## College Physics (4th Edition)

(a) Wave I has the fastest speed of $1.50~cm/s$ (b) Wave II has the longest wavelength with a wavelength of $2.09~cm$ (c) Wave II has the fastest maximum speed of a point in the medium with a speed of $13.5~cm/s$ (d) Wave II is moving in the positive x-direction.
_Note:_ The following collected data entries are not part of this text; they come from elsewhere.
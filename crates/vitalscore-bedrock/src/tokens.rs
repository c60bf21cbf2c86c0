use vitalscore_core::models::usage::{ModelPricing, TokenCount, TokenUsage};

/// Extract token counts from a Bedrock Converse response.
pub fn extract_token_usage(usage: &aws_sdk_bedrockruntime::types::TokenUsage) -> TokenCount {
    TokenCount {
        input: usage.input_tokens.max(0) as u64,
        output: usage.output_tokens.max(0) as u64,
    }
}

/// Calculate the cost for a token count, or zero when pricing is unknown.
pub fn calculate_cost(tokens: TokenCount, pricing: Option<&ModelPricing>) -> TokenUsage {
    TokenUsage {
        tokens,
        cost_usd: pricing.map_or(0.0, |p| p.estimate_cost(tokens)),
    }
}

/// Known model pricing (per million tokens).
/// These are approximate and should be updated as pricing changes.
pub fn get_pricing(model_id: &str) -> Option<ModelPricing> {
    match model_id {
        id if id.contains("claude-opus-4") => Some(ModelPricing {
            input_per_million: 15.0,
            output_per_million: 75.0,
        }),
        id if id.contains("claude-sonnet-4") => Some(ModelPricing {
            input_per_million: 3.0,
            output_per_million: 15.0,
        }),
        id if id.contains("claude-haiku") => Some(ModelPricing {
            input_per_million: 0.80,
            output_per_million: 4.0,
        }),
        id if id.contains("nova-lite") => Some(ModelPricing {
            input_per_million: 0.06,
            output_per_million: 0.24,
        }),
        _ => None,
    }
}

#[cfg(test)]
mod tests {
    use super::*;

    #[test]
    fn pricing_matches_inference_profiles() {
        let sonnet = get_pricing("us.anthropic.claude-sonnet-4-20250514-v1:0").unwrap();
        assert_eq!(sonnet.input_per_million, 3.0);
        assert!(get_pricing("meta.llama3-70b-instruct-v1:0").is_none());
    }

    #[test]
    fn unknown_pricing_costs_nothing() {
        let tokens = TokenCount {
            input: 1200,
            output: 300,
        };
        let usage = calculate_cost(tokens, None);
        assert_eq!(usage.tokens.total(), 1500);
        assert_eq!(usage.cost_usd, 0.0);
    }

    #[test]
    fn sdk_counts_are_converted() {
        let usage = aws_sdk_bedrockruntime::types::TokenUsage::builder()
            .input_tokens(1000)
            .output_tokens(250)
            .total_tokens(1250)
            .build()
            .unwrap();
        let tokens = extract_token_usage(&usage);
        assert_eq!(tokens, TokenCount { input: 1000, output: 250 });
        let cost = calculate_cost(tokens, get_pricing("claude-haiku").as_ref());
        assert!((cost.cost_usd - 0.0018).abs() < 1e-9);
    }
}
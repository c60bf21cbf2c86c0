use serde::{Deserialize, Serialize};
use ts_rs::TS;

/// WHO-style adult BMI bands.
#[derive(Debug, Clone, Copy, PartialEq, Eq, Serialize, Deserialize, TS)]
#[serde(rename_all = "snake_case")]
#[ts(export)]
pub enum BmiCategory {
    Underweight,
    Normal,
    Overweight,
    Obese,
}

impl BmiCategory {
    pub fn label(self) -> &'static str {
        match self {
            BmiCategory::Underweight => "Underweight",
            BmiCategory::Normal => "Normal",
            BmiCategory::Overweight => "Overweight",
            BmiCategory::Obese => "Obese",
        }
    }
}

/// Family-history conditions answered "yes".
#[derive(Debug, Clone, Copy, Default, PartialEq, Eq, Serialize, Deserialize, TS)]
#[ts(export)]
pub struct FamilyHistoryFlags {
    pub obesity: bool,
    pub diabetes: bool,
    pub hypertension: bool,
    pub thyroid: bool,
}

impl FamilyHistoryFlags {
    /// Names of the flagged conditions, in questionnaire order.
    pub fn conditions(&self) -> Vec<&'static str> {
        [
            (self.obesity, "obesity"),
            (self.diabetes, "diabetes"),
            (self.hypertension, "hypertension"),
            (self.thyroid, "thyroid disorders"),
        ]
        .into_iter()
        .filter_map(|(flagged, name)| flagged.then_some(name))
        .collect()
    }
}

/// The coarse 0–2 sub-scores that drive the local risk classification.
/// Higher is healthier.
#[derive(Debug, Clone, Copy, Default, PartialEq, Serialize, Deserialize, TS)]
#[ts(export)]
pub struct RiskSubscores {
    pub bmi: f64,
    pub diet: f64,
    pub activity: f64,
    pub screen: f64,
    pub sleep: f64,
    pub mental: f64,
}

impl RiskSubscores {
    /// Sum of the six sub-scores, 0–12.
    pub fn total(&self) -> f64 {
        self.bmi + self.diet + self.activity + self.screen + self.sleep + self.mental
    }
}

/// Everything computed from a questionnaire before risk classification.
///
/// The five category scores are on a 0–10 display scale and are shown side
/// by side; they are never summed.
#[derive(Debug, Clone, PartialEq, Serialize, Deserialize, TS)]
#[serde(rename_all = "camelCase")]
#[ts(export)]
pub struct DerivedScores {
    pub bmi: f64,
    pub bmi_category: BmiCategory,
    pub eating_habits_score: f64,
    pub physical_activity_score: f64,
    pub sedentary_score: f64,
    pub mental_health_score: f64,
    pub sleep_score: f64,
    pub family_history: FamilyHistoryFlags,
    pub risk_subscores: RiskSubscores,
}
In general: $y(x,t) = A~sin(k~x+\omega~t)$ $I. ~y(x,t) = (1.50~cm)~sin~[~(4.00~cm^{-1})~x+(6.00~s^{-1})~t)~]$ $II. ~y(x,t) = (4.50~cm)~sin~[~(3.00~cm^{-1})~x-(3.00~s^{-1})~t)~]$ (a) $v_1 = \frac{\omega}{k} = \frac{6.00~s^{-1}}{4.00~cm^{-1}} = 1.50~cm/s$ $v_2 = \frac{\omega}{k} = \frac{3.00~s^{-1}}{3.00~cm^{-1}} = 1.00~cm/s$ Wave I has the fastest speed of $1.50~cm/s$ (b) $\lambda_1 = \frac{2\pi}{k} = \frac{2\pi}{4.00~cm^{-1}} = 1.57~cm$ $\lambda_2 = \frac{2\pi}{k} = \frac{2\pi}{3.00~cm^{-1}} = 2.09~cm$ Wave II has the longest wavelength with a wavelength of $2.09~cm$ (c) We can find the maximum speed of wave I: $v_m = A~\omega$ $v_m = (1.50~cm)(6.00~s^{-1})$ $v_m = 9.00~cm/s$ We can find the maximum speed of wave II: $v_m = A~\omega$ $v_m = (4.50~cm)(3.00~s^{-1})$ $v_m = 13.5~cm/s$ Wave II has the fastest maximum speed of a point in the medium with a speed of $13.5~cm/s$ (d) The term $(kx-\omega~t)$ shows that a wave is moving in the positive x-direction. Since wave II has the term $(3.00~cm^{-1})~x-(3.00~s^{-1})~t$, we can see that wave II is moving in the positive x-direction.